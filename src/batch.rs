//! Batch executor.
//!
//! Fans a resolved route set out under one of three strategies - `all`
//! (join every result), `race` (first settled wins), `stream` (completion
//! order under bounded concurrency) - and rebuilds a response tree
//! isomorphic to the request tree. Every route runs inside a catch-all:
//! panics and errors settle as failure results, never as raw rejections.

use crate::cancel::{linked, CancellationSignal, SignalLink};
use crate::error::{RpcError, RpcResult};
use crate::message::Metadata;
use crate::registry::{ProcContext, ProcedurePath, ProcedureRegistry};
use crate::route::{
    build_response_tree, resolve, ProcedureCallResult, ResolveOptions, ResolvedRoute,
};
use futures::future::join_all;
use futures::stream::Stream;
use futures::FutureExt;
use serde_json::Value;
use std::panic::AssertUnwindSafe;
use std::pin::Pin;
use std::sync::Arc;
use std::time::{Duration, Instant};
use tokio::sync::{mpsc, Semaphore};

#[derive(Debug, Clone, Copy, PartialEq, Eq, Default)]
pub enum BatchStrategy {
    #[default]
    All,
    Race,
    Stream,
}

#[derive(Debug, Clone, Default)]
pub struct StreamConfig {
    /// Maximum in-flight routes; default is the number of routes.
    pub concurrency: Option<usize>,
}

#[derive(Clone, Default)]
pub struct BatchOptions {
    pub strategy: BatchStrategy,
    pub continue_on_error: bool,
    pub validate_input: bool,
    pub stream: StreamConfig,
    /// Upper bound on routes per batch; unbounded when unset.
    pub max_routes: Option<usize>,
    /// Metadata forwarded into every route's procedure context.
    pub metadata: Metadata,
    pub cancel: Option<Arc<CancellationSignal>>,
}

impl BatchOptions {
    pub fn new(strategy: BatchStrategy) -> Self {
        Self {
            strategy,
            validate_input: true,
            ..Self::default()
        }
    }
}

/// One settled route with its wall-clock duration.
#[derive(Debug, Clone)]
pub struct RouteOutcome {
    pub path: ProcedurePath,
    pub result: ProcedureCallResult,
    pub duration: Duration,
}

/// Settled batch: per-route outcomes plus the overall duration (start to
/// last settlement for `all`, start to first for `race`).
#[derive(Debug, Clone, Default)]
pub struct BatchOutcome {
    pub results: Vec<RouteOutcome>,
    pub success: bool,
    pub duration: Duration,
}

/// Full result of routing a request tree.
#[derive(Debug, Clone)]
pub struct RouteOutput {
    /// Response tree isomorphic to the request tree.
    pub tree: Value,
    pub success: bool,
    pub results: Vec<RouteOutcome>,
    pub duration: Duration,
}

pub struct BatchExecutor {
    registry: Arc<ProcedureRegistry>,
}

impl BatchExecutor {
    pub fn new(registry: Arc<ProcedureRegistry>) -> Self {
        Self { registry }
    }

    /// Resolve a route tree and execute it under the configured strategy.
    pub async fn route(&self, tree: &Value, options: &BatchOptions) -> RpcResult<RouteOutput> {
        let start = Instant::now();
        let resolution = resolve(
            &self.registry,
            tree,
            &ResolveOptions {
                validate_input: options.validate_input,
                continue_on_error: options.continue_on_error,
            },
        );

        if let Some(max) = options.max_routes {
            if resolution.resolved.len() > max {
                return Err(RpcError::validation(format!(
                    "batch of {} routes exceeds the maximum of {}",
                    resolution.resolved.len(),
                    max
                )));
            }
        }

        let mut failures: Vec<RouteOutcome> = resolution
            .errors
            .iter()
            .filter_map(|error| {
                let path = ProcedurePath::parse(&error.path).ok()?;
                Some(RouteOutcome {
                    result: ProcedureCallResult::fail(&error.path, &error.to_rpc_error()),
                    path,
                    duration: Duration::ZERO,
                })
            })
            .collect();

        // Routes that did resolve always execute; resolution errors settle
        // as failure leaves alongside them.
        let resolution_failed = !resolution.success();
        let outcome = match options.strategy {
            BatchStrategy::All => self.execute_all(resolution.resolved, options).await,
            BatchStrategy::Race => self.execute_race(resolution.resolved, options).await,
            BatchStrategy::Stream => {
                let mut stream = self.execute_stream(resolution.resolved, options);
                let mut results = Vec::new();
                while let Some(settled) = futures::StreamExt::next(&mut stream).await {
                    results.push(settled);
                }
                let success = results.iter().all(|r| r.result.is_success());
                BatchOutcome {
                    results,
                    success,
                    duration: start.elapsed(),
                }
            }
        };

        let mut results = outcome.results;
        let success = outcome.success && !resolution_failed;
        results.append(&mut failures);
        let tree = build_response_tree(results.iter().map(|r| (&r.path, &r.result)));
        Ok(RouteOutput {
            tree,
            success,
            results,
            duration: start.elapsed(),
        })
    }

    /// Launch every route concurrently and wait for all of them. A failed
    /// route never cancels its peers; success is the conjunction.
    pub async fn execute_all(
        &self,
        routes: Vec<ResolvedRoute>,
        options: &BatchOptions,
    ) -> BatchOutcome {
        let start = Instant::now();
        let futures: Vec<_> = routes
            .into_iter()
            .map(|route| {
                run_route(
                    self.registry.clone(),
                    route,
                    options.metadata.clone(),
                    options.cancel.clone(),
                )
            })
            .collect();
        let results = join_all(futures).await;
        let success = results.iter().all(|r| r.result.is_success());
        BatchOutcome {
            results,
            success,
            duration: start.elapsed(),
        }
    }

    /// First settled result - success or failure - wins. Losers are stopped
    /// cooperatively through a batch-local cancellation signal and their
    /// outcomes are discarded.
    pub async fn execute_race(
        &self,
        routes: Vec<ResolvedRoute>,
        options: &BatchOptions,
    ) -> BatchOutcome {
        let start = Instant::now();
        if routes.is_empty() {
            return BatchOutcome {
                results: Vec::new(),
                success: true,
                duration: start.elapsed(),
            };
        }

        let (batch_signal, _link) = match &options.cancel {
            Some(outer) => linked([outer.clone()]),
            None => (CancellationSignal::arc(), SignalLink::empty()),
        };

        let futures: Vec<_> = routes
            .into_iter()
            .map(|route| {
                Box::pin(run_route(
                    self.registry.clone(),
                    route,
                    options.metadata.clone(),
                    Some(batch_signal.clone()),
                ))
            })
            .collect();

        let (winner, _index, _losers) = futures::future::select_all(futures).await;
        batch_signal.cancel();

        let success = winner.result.is_success();
        BatchOutcome {
            results: vec![winner],
            success,
            duration: start.elapsed(),
        }
    }

    /// Yield results in completion order with bounded in-flight concurrency.
    /// Dropping the returned stream terminates the consumer side; permits
    /// are released on every exit path.
    pub fn execute_stream(
        &self,
        routes: Vec<ResolvedRoute>,
        options: &BatchOptions,
    ) -> Pin<Box<dyn Stream<Item = RouteOutcome> + Send>> {
        let limit = options
            .stream
            .concurrency
            .unwrap_or(routes.len())
            .max(1);
        let semaphore = Arc::new(Semaphore::new(limit));
        let (tx, rx) = mpsc::channel(routes.len().max(1));

        for route in routes {
            let semaphore = semaphore.clone();
            let tx = tx.clone();
            let registry = self.registry.clone();
            let metadata = options.metadata.clone();
            let cancel = options.cancel.clone();
            tokio::spawn(async move {
                let Ok(_permit) = semaphore.acquire_owned().await else {
                    return;
                };
                let outcome = run_route(registry, route, metadata, cancel).await;
                let _ = tx.send(outcome).await;
            });
        }

        Box::pin(futures::stream::unfold(rx, |mut rx| async move {
            rx.recv().await.map(|outcome| (outcome, rx))
        }))
    }
}

async fn run_route(
    registry: Arc<ProcedureRegistry>,
    route: ResolvedRoute,
    metadata: Metadata,
    cancel: Option<Arc<CancellationSignal>>,
) -> RouteOutcome {
    let start = Instant::now();
    let path = route.path.clone();
    let key = path.key();

    if cancel.as_ref().map(|c| c.is_cancelled()).unwrap_or(false) {
        return RouteOutcome {
            path,
            result: ProcedureCallResult::fail(&key, &RpcError::aborted("batch cancelled")),
            duration: start.elapsed(),
        };
    }

    let mut ctx = ProcContext::new(registry, path.clone()).with_metadata(metadata);
    ctx.signal = cancel;

    let invocation = async {
        route
            .procedure
            .invoke(route.input, ctx)
            .await?
            .into_value()
            .await
    };

    let result = match AssertUnwindSafe(invocation).catch_unwind().await {
        Ok(Ok(data)) => ProcedureCallResult::ok(data),
        Ok(Err(error)) => ProcedureCallResult::fail(&key, &error),
        Err(_) => ProcedureCallResult::fail(
            &key,
            &RpcError::execution(format!("route '{}' panicked", key)),
        ),
    };

    RouteOutcome {
        path,
        result,
        duration: start.elapsed(),
    }
}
======
(ASSIGNMENT) Give the count of lines in the listing that hold the word "usize", and nothing else.

(RESPONSE TO THE EXERCISE) 2